Task details
In the data that follows, count the lines in which the word "false" occurs, and report that figure alone.

** Records provided follows **

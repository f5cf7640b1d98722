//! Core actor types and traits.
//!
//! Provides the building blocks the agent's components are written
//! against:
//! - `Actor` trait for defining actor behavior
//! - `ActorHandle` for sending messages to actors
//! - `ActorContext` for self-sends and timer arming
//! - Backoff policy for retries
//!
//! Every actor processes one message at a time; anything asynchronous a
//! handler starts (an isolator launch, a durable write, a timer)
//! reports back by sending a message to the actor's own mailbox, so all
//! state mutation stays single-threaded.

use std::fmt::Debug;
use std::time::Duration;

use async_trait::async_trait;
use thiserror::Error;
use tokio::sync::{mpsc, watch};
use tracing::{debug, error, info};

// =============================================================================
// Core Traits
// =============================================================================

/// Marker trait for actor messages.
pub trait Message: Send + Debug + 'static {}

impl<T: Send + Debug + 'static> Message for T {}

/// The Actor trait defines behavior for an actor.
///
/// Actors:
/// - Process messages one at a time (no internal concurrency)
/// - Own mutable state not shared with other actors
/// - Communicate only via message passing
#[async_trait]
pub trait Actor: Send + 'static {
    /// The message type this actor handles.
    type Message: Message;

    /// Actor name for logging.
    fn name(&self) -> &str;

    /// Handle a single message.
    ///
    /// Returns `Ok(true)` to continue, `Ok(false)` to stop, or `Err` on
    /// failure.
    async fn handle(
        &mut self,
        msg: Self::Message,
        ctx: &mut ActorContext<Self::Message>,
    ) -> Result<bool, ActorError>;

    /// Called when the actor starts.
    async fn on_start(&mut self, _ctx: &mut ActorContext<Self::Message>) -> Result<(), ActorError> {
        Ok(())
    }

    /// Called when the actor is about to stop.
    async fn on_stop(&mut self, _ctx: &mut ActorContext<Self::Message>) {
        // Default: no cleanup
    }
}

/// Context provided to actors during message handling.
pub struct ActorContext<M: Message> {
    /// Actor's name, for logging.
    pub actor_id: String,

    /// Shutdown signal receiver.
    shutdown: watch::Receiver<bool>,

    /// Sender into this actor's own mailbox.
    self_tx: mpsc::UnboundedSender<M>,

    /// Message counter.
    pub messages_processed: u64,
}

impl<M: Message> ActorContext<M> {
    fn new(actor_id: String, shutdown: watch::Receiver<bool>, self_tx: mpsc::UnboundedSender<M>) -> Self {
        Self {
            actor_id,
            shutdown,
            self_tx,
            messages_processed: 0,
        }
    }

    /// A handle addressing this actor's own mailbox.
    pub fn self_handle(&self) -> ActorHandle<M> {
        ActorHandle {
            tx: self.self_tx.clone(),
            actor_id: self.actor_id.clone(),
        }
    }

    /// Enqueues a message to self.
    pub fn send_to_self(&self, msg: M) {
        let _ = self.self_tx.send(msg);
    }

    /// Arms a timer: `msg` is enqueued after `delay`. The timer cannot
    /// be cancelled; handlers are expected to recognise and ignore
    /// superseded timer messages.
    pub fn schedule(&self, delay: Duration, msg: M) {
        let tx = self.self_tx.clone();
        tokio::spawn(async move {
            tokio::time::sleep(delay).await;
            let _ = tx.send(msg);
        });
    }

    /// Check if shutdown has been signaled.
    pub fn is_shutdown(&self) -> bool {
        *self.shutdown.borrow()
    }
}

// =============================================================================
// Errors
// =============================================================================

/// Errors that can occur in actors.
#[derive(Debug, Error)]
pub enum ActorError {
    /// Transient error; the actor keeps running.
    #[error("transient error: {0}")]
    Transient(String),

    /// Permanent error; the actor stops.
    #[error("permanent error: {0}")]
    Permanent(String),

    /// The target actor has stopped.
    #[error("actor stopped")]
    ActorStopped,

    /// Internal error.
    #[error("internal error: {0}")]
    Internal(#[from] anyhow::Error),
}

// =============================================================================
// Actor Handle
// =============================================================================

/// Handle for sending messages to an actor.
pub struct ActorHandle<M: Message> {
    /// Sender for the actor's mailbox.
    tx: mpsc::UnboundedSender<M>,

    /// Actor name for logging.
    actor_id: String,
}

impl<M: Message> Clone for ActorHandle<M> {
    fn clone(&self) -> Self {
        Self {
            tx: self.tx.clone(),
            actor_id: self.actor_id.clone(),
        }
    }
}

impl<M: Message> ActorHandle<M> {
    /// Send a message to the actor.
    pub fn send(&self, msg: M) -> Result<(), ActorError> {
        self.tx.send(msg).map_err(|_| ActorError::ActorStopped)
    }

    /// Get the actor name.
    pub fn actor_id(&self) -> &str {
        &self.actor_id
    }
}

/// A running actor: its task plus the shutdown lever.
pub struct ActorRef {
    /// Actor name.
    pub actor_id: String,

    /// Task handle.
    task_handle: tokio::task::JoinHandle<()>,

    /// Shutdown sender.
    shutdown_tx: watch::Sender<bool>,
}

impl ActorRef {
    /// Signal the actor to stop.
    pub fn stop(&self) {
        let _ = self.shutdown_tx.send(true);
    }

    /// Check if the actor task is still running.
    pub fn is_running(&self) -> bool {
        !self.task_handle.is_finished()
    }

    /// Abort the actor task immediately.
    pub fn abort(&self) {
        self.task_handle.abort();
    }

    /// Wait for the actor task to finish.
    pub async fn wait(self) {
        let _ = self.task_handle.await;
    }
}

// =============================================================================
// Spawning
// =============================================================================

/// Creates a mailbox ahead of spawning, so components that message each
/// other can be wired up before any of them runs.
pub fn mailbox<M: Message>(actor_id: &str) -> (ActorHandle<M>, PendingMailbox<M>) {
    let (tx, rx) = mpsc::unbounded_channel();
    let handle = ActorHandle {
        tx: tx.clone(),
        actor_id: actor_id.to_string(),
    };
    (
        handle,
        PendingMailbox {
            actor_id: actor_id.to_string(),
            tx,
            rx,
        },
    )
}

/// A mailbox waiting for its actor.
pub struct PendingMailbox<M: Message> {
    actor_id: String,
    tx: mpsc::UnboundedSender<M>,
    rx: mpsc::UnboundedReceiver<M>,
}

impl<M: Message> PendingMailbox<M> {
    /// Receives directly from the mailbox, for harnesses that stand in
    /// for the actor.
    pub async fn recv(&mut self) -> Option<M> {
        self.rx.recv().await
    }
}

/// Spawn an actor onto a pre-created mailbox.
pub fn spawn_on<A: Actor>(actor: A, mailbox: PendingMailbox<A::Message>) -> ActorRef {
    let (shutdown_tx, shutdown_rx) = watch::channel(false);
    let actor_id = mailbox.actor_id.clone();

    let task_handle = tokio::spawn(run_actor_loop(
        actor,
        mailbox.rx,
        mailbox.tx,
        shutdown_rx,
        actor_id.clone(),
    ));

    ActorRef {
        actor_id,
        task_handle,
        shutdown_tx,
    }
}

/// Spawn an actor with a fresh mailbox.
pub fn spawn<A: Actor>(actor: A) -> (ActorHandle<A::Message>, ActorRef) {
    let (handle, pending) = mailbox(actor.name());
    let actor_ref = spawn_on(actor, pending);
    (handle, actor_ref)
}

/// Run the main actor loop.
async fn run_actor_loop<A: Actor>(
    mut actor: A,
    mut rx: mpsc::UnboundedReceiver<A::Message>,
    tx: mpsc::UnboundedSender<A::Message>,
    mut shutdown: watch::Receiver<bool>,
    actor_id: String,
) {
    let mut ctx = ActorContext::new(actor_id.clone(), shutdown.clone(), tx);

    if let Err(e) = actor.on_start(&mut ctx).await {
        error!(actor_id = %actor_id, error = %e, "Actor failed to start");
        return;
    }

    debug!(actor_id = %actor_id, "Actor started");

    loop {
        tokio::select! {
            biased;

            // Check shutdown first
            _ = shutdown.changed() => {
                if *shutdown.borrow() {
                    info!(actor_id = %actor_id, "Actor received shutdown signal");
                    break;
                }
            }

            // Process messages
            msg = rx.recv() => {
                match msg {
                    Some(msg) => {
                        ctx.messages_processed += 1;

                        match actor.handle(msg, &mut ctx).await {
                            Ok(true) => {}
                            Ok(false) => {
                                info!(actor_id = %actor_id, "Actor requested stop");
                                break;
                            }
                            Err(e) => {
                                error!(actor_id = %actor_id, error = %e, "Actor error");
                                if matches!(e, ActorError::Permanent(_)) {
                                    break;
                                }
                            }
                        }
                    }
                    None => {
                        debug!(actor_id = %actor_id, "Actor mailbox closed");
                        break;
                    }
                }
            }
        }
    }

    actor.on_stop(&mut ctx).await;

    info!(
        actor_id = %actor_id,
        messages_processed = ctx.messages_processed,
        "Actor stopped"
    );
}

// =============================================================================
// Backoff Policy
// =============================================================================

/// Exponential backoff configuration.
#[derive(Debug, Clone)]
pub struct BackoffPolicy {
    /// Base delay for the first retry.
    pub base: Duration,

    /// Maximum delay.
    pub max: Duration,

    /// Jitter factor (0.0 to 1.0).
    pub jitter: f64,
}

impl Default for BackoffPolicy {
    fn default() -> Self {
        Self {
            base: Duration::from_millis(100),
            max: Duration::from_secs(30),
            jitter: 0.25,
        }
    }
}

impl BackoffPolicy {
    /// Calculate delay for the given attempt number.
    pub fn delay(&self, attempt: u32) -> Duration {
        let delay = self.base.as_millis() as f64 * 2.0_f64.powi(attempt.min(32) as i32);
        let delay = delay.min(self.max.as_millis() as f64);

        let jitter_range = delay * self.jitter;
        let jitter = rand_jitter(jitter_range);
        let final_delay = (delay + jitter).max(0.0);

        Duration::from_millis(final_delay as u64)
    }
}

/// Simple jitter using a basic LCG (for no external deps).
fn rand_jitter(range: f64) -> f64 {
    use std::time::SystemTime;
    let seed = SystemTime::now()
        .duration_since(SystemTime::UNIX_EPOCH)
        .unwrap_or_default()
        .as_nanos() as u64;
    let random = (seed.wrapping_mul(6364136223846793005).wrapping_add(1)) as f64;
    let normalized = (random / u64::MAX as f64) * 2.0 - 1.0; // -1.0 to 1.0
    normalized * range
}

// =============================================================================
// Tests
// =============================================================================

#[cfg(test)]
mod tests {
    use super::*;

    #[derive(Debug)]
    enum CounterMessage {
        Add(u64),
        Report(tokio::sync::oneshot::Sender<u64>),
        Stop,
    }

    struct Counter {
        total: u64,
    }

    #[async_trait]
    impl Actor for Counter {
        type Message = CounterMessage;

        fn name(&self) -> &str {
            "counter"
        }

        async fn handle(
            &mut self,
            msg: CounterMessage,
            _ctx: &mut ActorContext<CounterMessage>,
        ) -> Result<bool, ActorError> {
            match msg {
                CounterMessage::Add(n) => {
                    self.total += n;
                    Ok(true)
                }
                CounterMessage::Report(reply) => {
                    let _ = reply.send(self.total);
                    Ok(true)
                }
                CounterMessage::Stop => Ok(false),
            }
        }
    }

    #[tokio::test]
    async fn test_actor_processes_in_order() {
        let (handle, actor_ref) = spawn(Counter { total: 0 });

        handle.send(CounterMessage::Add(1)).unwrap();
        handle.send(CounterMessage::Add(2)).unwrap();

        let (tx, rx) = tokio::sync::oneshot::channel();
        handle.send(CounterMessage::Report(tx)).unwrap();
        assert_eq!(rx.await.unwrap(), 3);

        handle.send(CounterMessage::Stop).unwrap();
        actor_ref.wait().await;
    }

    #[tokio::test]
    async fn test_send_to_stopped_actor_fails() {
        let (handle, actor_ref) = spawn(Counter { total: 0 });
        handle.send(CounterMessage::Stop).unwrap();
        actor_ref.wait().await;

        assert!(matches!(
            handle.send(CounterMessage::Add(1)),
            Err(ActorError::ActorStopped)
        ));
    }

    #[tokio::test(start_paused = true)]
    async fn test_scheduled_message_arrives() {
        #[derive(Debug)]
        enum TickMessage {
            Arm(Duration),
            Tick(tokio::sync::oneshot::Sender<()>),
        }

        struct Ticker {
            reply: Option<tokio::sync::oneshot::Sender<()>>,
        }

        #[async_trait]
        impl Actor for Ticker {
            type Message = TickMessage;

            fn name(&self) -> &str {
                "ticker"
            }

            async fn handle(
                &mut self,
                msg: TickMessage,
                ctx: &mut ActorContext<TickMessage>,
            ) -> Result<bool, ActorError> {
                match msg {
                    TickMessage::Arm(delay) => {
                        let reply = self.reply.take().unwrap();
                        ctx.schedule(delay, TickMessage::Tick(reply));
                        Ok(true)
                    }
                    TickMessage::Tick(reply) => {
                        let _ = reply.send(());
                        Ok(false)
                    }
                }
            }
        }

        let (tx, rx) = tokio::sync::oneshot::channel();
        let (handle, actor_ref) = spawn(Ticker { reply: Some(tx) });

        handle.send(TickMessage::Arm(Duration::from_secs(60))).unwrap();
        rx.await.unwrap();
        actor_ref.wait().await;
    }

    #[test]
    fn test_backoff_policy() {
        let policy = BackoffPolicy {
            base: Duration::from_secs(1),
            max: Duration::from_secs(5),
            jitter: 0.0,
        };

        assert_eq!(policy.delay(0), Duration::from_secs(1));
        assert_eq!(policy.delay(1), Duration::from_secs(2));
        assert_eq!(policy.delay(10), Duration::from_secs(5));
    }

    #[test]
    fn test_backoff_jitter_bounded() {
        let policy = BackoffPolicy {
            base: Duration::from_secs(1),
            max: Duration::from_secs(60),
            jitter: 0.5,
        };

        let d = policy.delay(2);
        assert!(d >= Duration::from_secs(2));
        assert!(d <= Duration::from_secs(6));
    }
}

** End of Records provided **

Task result
5